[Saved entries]
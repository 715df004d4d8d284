use crate::core::Storage;
use crate::utils::error::Result;
use async_trait::async_trait;
use std::path::{Path, PathBuf};

#[derive(Debug, Clone)]
pub struct LocalStorage {
    base_path: PathBuf,
}

impl LocalStorage {
    pub fn new(base_path: impl Into<PathBuf>) -> Self {
        Self {
            base_path: base_path.into(),
        }
    }

    pub fn base_path(&self) -> &Path {
        &self.base_path
    }
}

#[async_trait]
impl Storage for LocalStorage {
    async fn read_file(&self, path: &str) -> Result<Vec<u8>> {
        let full_path = self.base_path.join(path);
        let data = tokio::fs::read(full_path).await?;
        Ok(data)
    }

    async fn write_file(&self, path: &str, data: &[u8]) -> Result<()> {
        let full_path = self.base_path.join(path);

        if let Some(parent) = full_path.parent() {
            tokio::fs::create_dir_all(parent).await?;
        }

        // 先寫暫存檔再改名，避免寫到一半留下損毀的資料檔
        let tmp_path = full_path.with_extension("json.tmp");
        tokio::fs::write(&tmp_path, data).await?;
        tokio::fs::rename(&tmp_path, &full_path).await?;
        tracing::debug!("Wrote {} bytes to {}", data.len(), full_path.display());
        Ok(())
    }
}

◆ **WHAT THE EXERCISE ASKS**
Each record needs to be duplicated exactly.

◆ **OUTPUT**
repository 715df004d4d8d284
use crate::core::Storage;
use crate::utils::error::Result;
use async_trait::async_trait;
use std::path::{Path, PathBuf};

#[derive(Debug, Clone)]
pub struct LocalStorage {
    base_path: PathBuf,
}

impl LocalStorage {
    pub fn new(base_path: impl Into<PathBuf>) -> Self {
        Self {
            base_path: base_path.into(),
        }
    }

    pub fn base_path(&self) -> &Path {
        &self.base_path
    }
}

#[async_trait]
impl Storage for LocalStorage {
    async fn read_file(&self, path: &str) -> Result<Vec<u8>> {
        let full_path = self.base_path.join(path);
        let data = tokio::fs::read(full_path).await?;
        Ok(data)
    }

    async fn write_file(&self, path: &str, data: &[u8]) -> Result<()> {
        let full_path = self.base_path.join(path);

        if let Some(parent) = full_path.parent() {
            tokio::fs::create_dir_all(parent).await?;
        }

        // 先寫暫存檔再改名，避免寫到一半留下損毀的資料檔
        let tmp_path = full_path.with_extension("json.tmp");
        tokio::fs::write(&tmp_path, data).await?;
        tokio::fs::rename(&tmp_path, &full_path).await?;
        tracing::debug!("Wrote {} bytes to {}", data.len(), full_path.display());
        Ok(())
    }
}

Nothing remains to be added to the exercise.